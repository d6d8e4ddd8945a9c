//! liberator: PersistentVolumeClaim claimRef cleanup controller
//!
//! Claims carrying the `liberator.io/pv-claim-ref-cleanup` finalizer get
//! their bound PersistentVolume's claimRef cleared before the finalizer is
//! released, so deleting the claim never leaves the volume pointing at a
//! claim that no longer exists.

pub mod adapters;
pub mod config;
pub mod controllers;
pub mod error;
pub mod filter;
pub mod leader_election;
pub mod metrics;
pub mod reconcilers;

pub use error::{Error, Result, StoreError};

Exercise
Print out all of the records above, word for word.

Solution for this task
repository d6d8e4ddd8945a9c
//! liberator: PersistentVolumeClaim claimRef cleanup controller
//!
//! Claims carrying the `liberator.io/pv-claim-ref-cleanup` finalizer get
//! their bound PersistentVolume's claimRef cleared before the finalizer is
//! released, so deleting the claim never leaves the volume pointing at a
//! claim that no longer exists.

pub mod adapters;
pub mod config;
pub mod controllers;
pub mod error;
pub mod filter;
pub mod leader_election;
pub mod metrics;
pub mod reconcilers;

pub use error::{Error, Result, StoreError};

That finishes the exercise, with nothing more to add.